被災地で低下するも、若者層で増える「自殺率」 | NewsCafe

被災地で低下するも、若者層で増える「自殺率」

社会 ニュース
東日本大震災後、被災3県(岩手、宮城、福島)をはじめ、東北地方の男性の自殺率が極端に下がったことが、山形県地域医療対策課の大類真嗣主査の調査で分かりました。読売新聞(3月26日)が伝えました。

記事では、震災復興に伴う雇用増や契機改善が影響しているとのことだ。震災前の08年3月~11月2年と、震災後の11年3月~12年2月で自殺率(10万人あたりの自殺者数)を比較すると、男性は、福島を除く東北5県と、福井、和歌山、長崎で6以上も減った。福島も3以上6未満の減少でした。

ただ、女性の自殺率は変わらないとのことです。女性は精神的な要因が大きく、大規模な震災後には自殺のリスクが高くなる可能性があると指摘されています。震災後数年は、自殺率が下がることが、阪神大震災でも新潟中越地震のときの調査でも分かっています。しかしその後は、自殺のリスクは増加します。

一方、NHKニュース(3月24日)が、若者の自殺が増加傾向にあり、NPOが主催する自殺防止対策を考える意見交換会があったことを取り上げました。そのニュースの中で、内閣府の調査で、全国の自殺した大学生や高校生の数が去年初めて1000人を超えるなどの増加傾向にあると伝えています。

昨年は年間自殺者が15年ぶりに3万人を割りましたが、自殺の増減は単純ではく、階層や地域によっても変わるのです。減少したのは「自殺対策」の関連もあるとの指摘もありますが、はっきりとした要因はきちんと検討しなければなりません。

ある研究では、同じ年代であった場合、大学生と大学生以外の人では、大学生のほうが自殺率が低いのです。「大学」という環境が、自殺を防止する何らかの理由があると言われています。たとえば、問題にぶつかったときに逃避することは、大学以外の環境よりは容易です。仕事がないという悩みも進行形のものではありません。こうした理由で、大学生の自殺率は低くなります。
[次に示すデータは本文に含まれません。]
//! Interactive debugger shell.

pub mod binfile;

use crate::debugger::platform::TaskId;
use crate::debugger::{Debugger, Error};
use anyhow::{anyhow, bail};
use log::{error, info};
use rustyline::error::ReadlineError;
use rustyline::Editor;
use std::path::PathBuf;

const PROMPT: &str = "(Chronos)> ";

const HELP: &str = "\
quit                 exit the debugger
file <path>          set the debug target
run                  launch the debug target under trace
attach <pid>         attach to a running process
continue             resume the debugee until the next signal
break <address>      set a breakpoint (hex address, 0x prefix optional)
unbreak <address>    remove a breakpoint
breakpoints          list installed breakpoints
help                 print this message";

pub struct Console {
    debugger: Debugger,
    target: Option<PathBuf>,
}

impl Console {
    pub fn new(target: Option<PathBuf>) -> Self {
        Self {
            debugger: Debugger::new(),
            target,
        }
    }

    pub fn run(mut self) -> anyhow::Result<()> {
        let mut editor = Editor::<()>::new()?;

        loop {
            match editor.readline(PROMPT) {
                Ok(input) => {
                    let input = input.trim();
                    if input.is_empty() {
                        continue;
                    }
                    editor.add_history_entry(input);

                    if input == "quit" {
                        break;
                    }
                    if let Err(e) = self.handle_command(input) {
                        let fatal = e
                            .downcast_ref::<Error>()
                            .map_or(false, |debugger_err| debugger_err.is_fatal());
                        if fatal {
                            return Err(e);
                        }
                        error!("{e:#}");
                    }
                }
                Err(ReadlineError::Interrupted) | Err(ReadlineError::Eof) => break,
                Err(e) => return Err(e.into()),
            }
        }

        Ok(())
    }

    fn handle_command(&mut self, input: &str) -> anyhow::Result<()> {
        let args: Vec<&str> = input.split_whitespace().collect();

        match args[0] {
            "help" => {
                for line in HELP.lines() {
                    info!("{line}");
                }
            }
            "file" => {
                let path = PathBuf::from(single_arg(&args, "file <path>")?);
                binfile::validate_executable(&path)?;
                info!("debug target set to '{}'", path.display());
                self.target = Some(path);
            }
            "run" => {
                let path = self
                    .target
                    .clone()
                    .ok_or_else(|| anyhow!("no debug target set, use `file <path>` first"))?;
                self.debugger.run(&path, &[])?;
                info!("debugee '{}' started", path.display());
            }
            "attach" => {
                let pid = parse_task_id(single_arg(&args, "attach <pid>")?)?;
                self.debugger.attach(pid)?;
                info!(
                    "attached to process {pid}, threads: {threads}",
                    threads = self.debugger.threads().count()
                );
            }
            "continue" => self.handle_continue()?,
            "break" => {
                let addr = parse_address(single_arg(&args, "break <address>")?)?;
                self.debugger.add_breakpoint(addr)?;
                info!("set breakpoint at {addr:#018x}");
            }
            "unbreak" => {
                let addr = parse_address(single_arg(&args, "unbreak <address>")?)?;
                self.debugger.remove_breakpoint(addr)?;
                info!("removed breakpoint from {addr:#018x}");
            }
            "breakpoints" => {
                for brkpt in self.debugger.breakpoints() {
                    info!(
                        "{addr:#018x} (enabled: {enabled})",
                        addr = brkpt.address(),
                        enabled = brkpt.is_enabled()
                    );
                }
            }
            unknown => bail!("unknown command '{unknown}', enter `help` for help"),
        }

        Ok(())
    }

    fn handle_continue(&mut self) -> anyhow::Result<()> {
        let debugee_exited = {
            let Some(signal) = self.debugger.continue_execution()? else {
                return Ok(());
            };
            info!("{signal}");
            signal.exit_code().is_some()
        };

        if debugee_exited {
            self.debugger.detach();
        }
        Ok(())
    }
}

fn single_arg<'a>(args: &[&'a str], usage: &str) -> anyhow::Result<&'a str> {
    if args.len() != 2 {
        bail!("invalid usage, please use: {usage}");
    }
    Ok(args[1])
}

fn parse_address(raw: &str) -> anyhow::Result<usize> {
    let digits = raw.strip_prefix("0x").or(raw.strip_prefix("0X")).unwrap_or(raw);
    usize::from_str_radix(digits, 16)
        .map_err(|_| anyhow!("invalid address '{raw}', expected a hex number"))
}

fn parse_task_id(raw: &str) -> anyhow::Result<TaskId> {
    #[cfg(target_os = "linux")]
    {
        let pid = raw
            .parse::<i32>()
            .map_err(|_| anyhow!("invalid pid '{raw}'"))?;
        Ok(nix::unistd::Pid::from_raw(pid))
    }
    #[cfg(windows)]
    {
        raw.parse::<u32>().map_err(|_| anyhow!("invalid pid '{raw}'"))
    }
}

#[cfg(test)]
mod tests {
    use super::*;

    #[test]
    fn test_parse_address() {
        assert_eq!(parse_address("0x401000").unwrap(), 0x401000);
        assert_eq!(parse_address("0X401AbC").unwrap(), 0x401abc);
        assert_eq!(parse_address("7fff0000").unwrap(), 0x7fff0000);
        assert!(parse_address("not-an-address").is_err());
        assert!(parse_address("").is_err());
    }
}
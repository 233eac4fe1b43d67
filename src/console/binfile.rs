//! Debug-target validation: sniff the executable header before the engine
//! touches the file.

use anyhow::{bail, Context};
use memmap2::Mmap;
use std::fs;
use std::path::Path;

#[cfg(unix)]
const MAGIC: &[u8] = &[0x7F, b'E', b'L', b'F'];
#[cfg(windows)]
const MAGIC: &[u8] = &[b'M', b'Z'];

/// Check that `path` names a regular file whose header marks a debuggable
/// executable for this platform.
pub fn validate_executable(path: &Path) -> anyhow::Result<()> {
    let metadata = fs::metadata(path)
        .with_context(|| format!("file '{}' doesn't exist", path.display()))?;
    if !metadata.is_file() {
        bail!("'{}' is not a regular file", path.display());
    }

    let file = fs::File::open(path)?;
    let mmap = unsafe { Mmap::map(&file)? };
    if mmap.len() < MAGIC.len() || &mmap[..MAGIC.len()] != MAGIC {
        bail!("'{}' is not a debuggable executable", path.display());
    }

    Ok(())
}

#[cfg(test)]
mod tests {
    use super::*;
    use std::env;

    #[test]
    fn test_missing_file_rejected() {
        assert!(validate_executable(Path::new("/no/such/file")).is_err());
    }

    #[test]
    fn test_foreign_magic_rejected() {
        let path = env::temp_dir().join("chronos_binfile_foreign");
        fs::write(&path, b"#!/bin/sh\necho hi\n").unwrap();
        assert!(validate_executable(&path).is_err());
    }

    #[test]
    fn test_short_file_rejected() {
        let path = env::temp_dir().join("chronos_binfile_short");
        fs::write(&path, [MAGIC[0]]).unwrap();
        assert!(validate_executable(&path).is_err());
    }

    #[cfg(unix)]
    #[test]
    fn test_elf_magic_accepted() {
        let path = env::temp_dir().join("chronos_binfile_elf");
        fs::write(&path, [0x7F, b'E', b'L', b'F', 2, 1, 1, 0]).unwrap();
        assert!(validate_executable(&path).is_ok());
    }
}
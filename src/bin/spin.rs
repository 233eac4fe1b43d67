//! Debugee sample: a single thread spinning forever.

fn main() {
    loop {
        std::hint::spin_loop();
    }
}
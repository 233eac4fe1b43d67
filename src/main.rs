use chronos::console::{binfile, Console};
use chronos::debugger::platform;
use clap::Parser;
use log::{debug, error, info};
use std::path::PathBuf;
use std::process::exit;

#[derive(Parser, Debug)]
#[command(author, version, about = "Multi-platform native-code debugger", long_about = None)]
struct Args {
    /// Debug target file
    #[clap(short, long)]
    file: Option<PathBuf>,

    /// Enable verbose printing
    #[clap(short, long)]
    verbose: bool,
}

fn main() {
    let args = Args::parse();

    let default_filter = if args.verbose { "debug" } else { "info" };
    env_logger::Builder::from_env(
        env_logger::Env::default().default_filter_or(default_filter),
    )
    .init();

    info!("Chronos v{}", env!("CARGO_PKG_VERSION"));
    info!("Enter `help` in terminal for help");
    debug!("fpu present: {}", platform::is_fpu_present());

    if let Some(target) = args.file.as_deref() {
        if let Err(e) = binfile::validate_executable(target) {
            error!("{e:#}");
            exit(1);
        }
    }

    if let Err(e) = Console::new(args.file).run() {
        error!("{e:#}");
        exit(1);
    }
}
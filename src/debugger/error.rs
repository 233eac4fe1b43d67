use crate::debugger::platform::TaskId;

#[derive(Debug, thiserror::Error)]
pub enum Error {
    // --------------------------------- generic errors --------------------------------------------
    #[error("debugee already run")]
    AlreadyRun,
    #[error(transparent)]
    IO(#[from] std::io::Error),
    #[error("invalid argument: {0}")]
    InvalidArgument(String),

    // --------------------------------- breakpoint errors -----------------------------------------
    #[error("breakpoint already set at address {0:#x}")]
    BreakpointAlreadySet(usize),
    #[error("no breakpoint at address {0:#x}")]
    BreakpointNotFound(usize),

    // --------------------------------- syscall errors --------------------------------------------
    #[error("waitpid syscall error: {0}")]
    Waitpid(String),
    #[error("ptrace syscall error: {0}")]
    Ptrace(String),
    #[error("{0} syscall error: {1}")]
    Syscall(&'static str, String),

    // --------------------------------- debugee process errors ------------------------------------
    #[error("program is not being started")]
    ProcessNotStarted,

    // --------------------------------- attach debugee errors -------------------------------------
    #[error("process pid {0} not found")]
    AttachedProcessNotFound(TaskId),
    #[error("attach a running process: {0}")]
    Attach(String),
}

impl Error {
    /// Return a hint to an interface - continue debugging after error or stop whole process.
    pub fn is_fatal(&self) -> bool {
        match self {
            Error::AlreadyRun => false,
            Error::IO(_) => false,
            Error::InvalidArgument(_) => false,
            Error::BreakpointAlreadySet(_) => false,
            Error::BreakpointNotFound(_) => false,
            Error::Waitpid(_) => false,
            Error::Ptrace(_) => false,
            Error::ProcessNotStarted => false,

            // currently fatal errors
            Error::Syscall(_, _) => true,
            Error::AttachedProcessNotFound(_) => true,
            Error::Attach(_) => true,
        }
    }
}

#[cfg(target_os = "linux")]
impl Error {
    pub(crate) fn ptrace(e: nix::errno::Errno) -> Self {
        Error::Ptrace(e.desc().to_string())
    }

    pub(crate) fn waitpid(e: nix::errno::Errno) -> Self {
        Error::Waitpid(e.desc().to_string())
    }

    pub(crate) fn syscall(name: &'static str, e: nix::errno::Errno) -> Self {
        Error::Syscall(name, e.desc().to_string())
    }
}

/// Transforms `Result` into `Option` and logs an error if it occurs.
#[macro_export]
macro_rules! weak_error {
    ($res: expr) => {
        match $res {
            Ok(value) => Some(value),
            Err(e) => {
                log::warn!(target: "debugger", "{}", e);
                None
            }
        }
    };
}
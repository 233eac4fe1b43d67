use crate::debugger::error::Error;
use nix::errno::Errno;
use nix::sys::signal;
use nix::unistd::Pid;

/// OS-level identifier of a schedulable entity. Equal to the process id for
/// the main thread.
pub type TaskId = Pid;

/// Human-readable snapshot of the most recent OS error.
pub fn last_error() -> String {
    Errno::last().desc().to_string()
}

/// Reset the latched OS error. Required before calls whose failure is
/// distinguishable from a valid result only through errno.
pub fn clear_last_error() {
    Errno::clear();
}

/// True if a task with this id exists and has not been reaped yet. The probe
/// sends the null signal, which delivers nothing but still validates the id.
pub fn is_process_running(task_id: TaskId) -> Result<bool, Error> {
    match signal::kill(task_id, None) {
        Ok(()) => Ok(true),
        Err(Errno::ESRCH) => Ok(false),
        Err(e) => Err(Error::syscall("kill", e)),
    }
}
そんな中にあって大学生の自殺増加は、大学生数が増えたこと、就活の悩みやうつ病などの精神疾患の増加といった要因もあるでしょう。近年では20代をはじめ若者の自殺率は増加傾向にあります。そうした荒波の中に大学生もいるのです。

もちろん、そうした傾向とは別に、自分自身、身近にいる大切な人の自殺のリスクがあるのかどうかはきちんと把握することが大切です。また、大切な人が亡くなった場合、悲しいなどの感情(グリーフ)が生まれ、向かい合うことになるのです。と同時に、自殺リスクを高めると言われています。

悲しみ、後悔、葛藤、安堵、怒り....様々な感情がうまれるものです。その反応をグリーフと呼びます。グリーフを共に考え、支えてくれる人との出会いは大切です。しかし自然に出会えるとは限りません。その出会いを作る出すのがグリーフ・サポートの仕組みです。私も関わりのある、社団法人「Live on(リヴォン)」が4月から宮城県石巻市で「いのちの学校」を始めます。

様々な感情、もしくは感情がわき上がらない反応があり、どれもが自然な反応なのです。それは、その人なりの人生のプロセスの中で起きるものです。「いのちの学校」のような機会は、そうした反応との向き合い方の学びとなり、自分の中のグリーフへの気づきとなるでしょう。